**Collected data entries:**
Segment Open

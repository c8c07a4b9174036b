//! Per-channel balance/lock accounting (component A, §3, §4.1).
//!
//! Both sides of a channel share one `ChannelEndState` shape; there is no
//! separate signed/unsigned balance-proof split, since the protocol engine
//! (§4.3) owns signing uniformly.

mod errors;
mod transitions;

pub use errors::ChannelError;
pub use transitions::{PreparedDirectTransfer, PreparedMediatedTransfer};

use serde::{Deserialize, Serialize};

use crate::primitives::{compute_locks_root, Address, AssetId, BlockNumber, Hashlock, Secret, TokenAmount};

/// `(amount, expiration_block, hashlock)` (§3).
#[derive(Clone, Copy, Debug, Eq, PartialEq, Serialize, Deserialize)]
pub struct Lock {
    pub amount: TokenAmount,
    pub expiration: BlockNumber,
    pub hashlock: Hashlock,
}

impl Lock {
    /// Canonical serialization hashed to form a locks-root leaf (§4.1).
    fn leaf_hash(&self) -> [u8; 32] {
        let mut bytes = Vec::with_capacity(16 + 8 + 32);
        bytes.extend_from_slice(&self.amount.0.to_be_bytes());
        bytes.extend_from_slice(&self.expiration.0.to_be_bytes());
        bytes.extend_from_slice(&*self.hashlock);
        crate::primitives::hash_bytes(&bytes)
    }
}

/// Which side of a channel a balance-updating message concerns.
#[derive(Clone, Copy, Debug, Eq, PartialEq, Hash)]
pub enum Side {
    Ours,
    Partner,
}

impl Side {
    pub fn opposite(self) -> Side {
        match self {
            Side::Ours => Side::Partner,
            Side::Partner => Side::Ours,
        }
    }
}

#[derive(Clone, Debug, Eq, PartialEq, Serialize, Deserialize)]
pub struct ChannelEndState {
    pub address: Address,
    pub contract_balance: TokenAmount,
    pub transferred_amount: TokenAmount,
    pub pending_locks: Vec<Lock>,
    pub nonce: u64,
}

impl ChannelEndState {
    pub fn new(address: Address, contract_balance: TokenAmount) -> Self {
        Self {
            address,
            contract_balance,
            transferred_amount: TokenAmount::ZERO,
            pending_locks: Vec::new(),
            nonce: 0,
        }
    }

    /// Merkle root over `pending_locks`'s canonical serialization, in
    /// insertion order (§3, §4.1).
    pub fn locks_root(&self) -> [u8; 32] {
        let leaves: Vec<[u8; 32]> = self.pending_locks.iter().map(Lock::leaf_hash).collect();
        compute_locks_root(&leaves)
    }

    pub fn locked_amount(&self) -> TokenAmount {
        self.pending_locks.iter().map(|lock| lock.amount).sum()
    }

    pub fn next_nonce(&self) -> u64 {
        self.nonce + 1
    }

    fn pending_lock_index(&self, hashlock: Hashlock) -> Option<usize> {
        self.pending_locks.iter().position(|lock| lock.hashlock == hashlock)
    }
}

#[derive(Clone, Copy, Debug, Eq, PartialEq, Serialize, Deserialize)]
pub enum ChannelStatus {
    Opened,
    Closed,
    Settled,
}

/// Off-chain accounting structure for bilateral payments between two
/// addresses, anchored by one on-chain netting contract (§3).
#[derive(Clone, Debug, Serialize, Deserialize)]
pub struct Channel {
    pub asset_id: AssetId,
    pub contract_address: Address,
    pub our_state: ChannelEndState,
    pub partner_state: ChannelEndState,
    pub reveal_timeout: u64,
    pub settle_timeout: u64,
    pub status: ChannelStatus,
}

impl Channel {
    pub fn new(
        asset_id: AssetId,
        contract_address: Address,
        our_state: ChannelEndState,
        partner_state: ChannelEndState,
        reveal_timeout: u64,
        settle_timeout: u64,
    ) -> Result<Self, ChannelError> {
        if reveal_timeout == 0 || settle_timeout <= reveal_timeout {
            return Err(ChannelError::InvalidTimeouts);
        }

        Ok(Self {
            asset_id,
            contract_address,
            our_state,
            partner_state,
            reveal_timeout,
            settle_timeout,
            status: ChannelStatus::Opened,
        })
    }

    fn end_state(&self, side: Side) -> &ChannelEndState {
        match side {
            Side::Ours => &self.our_state,
            Side::Partner => &self.partner_state,
        }
    }

    fn end_state_mut(&mut self, side: Side) -> &mut ChannelEndState {
        match side {
            Side::Ours => &mut self.our_state,
            Side::Partner => &mut self.partner_state,
        }
    }

    pub fn expected_nonce(&self, side: Side) -> u64 {
        self.end_state(side).next_nonce()
    }

    /// `contract_balance + partner.transferred_amount − transferred_amount
    /// − sum(pending_locks.amount)` for the given side (§3 invariant).
    pub fn available_balance(&self, side: Side) -> TokenAmount {
        let (end, other) = match side {
            Side::Ours => (&self.our_state, &self.partner_state),
            Side::Partner => (&self.partner_state, &self.our_state),
        };
        let credit = end.contract_balance + other.transferred_amount;
        let debit = end.transferred_amount + end.locked_amount();
        credit.checked_sub(debit).unwrap_or(TokenAmount::ZERO)
    }

    pub fn is_usable_for_new_transfer(&self, amount: TokenAmount) -> bool {
        self.status == ChannelStatus::Opened && !amount.is_zero() && self.available_balance(Side::Ours) >= amount
    }

    pub fn create_direct_transfer(&mut self, amount: TokenAmount) -> Result<PreparedDirectTransfer, ChannelError> {
        transitions::create_direct_transfer(self, amount)
    }

    #[allow(clippy::too_many_arguments)]
    pub fn create_mediated_transfer(
        &mut self,
        amount: TokenAmount,
        hashlock: Hashlock,
        expiration: BlockNumber,
        target: Address,
        initiator: Address,
        fee: TokenAmount,
        current_block: BlockNumber,
    ) -> Result<PreparedMediatedTransfer, ChannelError> {
        transitions::create_mediated_transfer(self, amount, hashlock, expiration, target, initiator, fee, current_block)
    }

    /// Applies an inbound or outbound balance-update message (§4.1).
    pub fn register_transfer(
        &mut self,
        side: Side,
        nonce: u64,
        transferred_amount: TokenAmount,
        locks_root: [u8; 32],
        new_lock: Option<Lock>,
        current_block: BlockNumber,
    ) -> Result<(), ChannelError> {
        transitions::register_transfer(self, side, nonce, transferred_amount, locks_root, new_lock, current_block)
    }

    /// Idempotent: settles the lock into the revealer's counterpart side on
    /// first application, no-ops afterward (§4.1, §8 idempotence laws).
    pub fn register_secret(&mut self, secret: Secret) -> bool {
        transitions::register_secret(self, secret)
    }

    /// Removes locks whose `expiration_block <= current_block`, returning
    /// them; their amount reverts to the sender by construction (the amount
    /// was never moved to `transferred_amount`, so removing the lock alone
    /// restores `available_balance`) (§3, §4.1).
    pub fn expire_locks(&mut self, current_block: BlockNumber) -> Vec<Lock> {
        transitions::expire_locks(self, current_block)
    }

    pub fn close(&mut self) {
        self.status = ChannelStatus::Closed;
    }

    pub fn settle(&mut self) {
        self.status = ChannelStatus::Settled;
    }
}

Segment Closed

**ASSIGNMENT:** Copy out the lines above that hold the string "impl".

**SOLUTION:**
impl Lock {
impl Side {
impl ChannelEndState {
impl Channel {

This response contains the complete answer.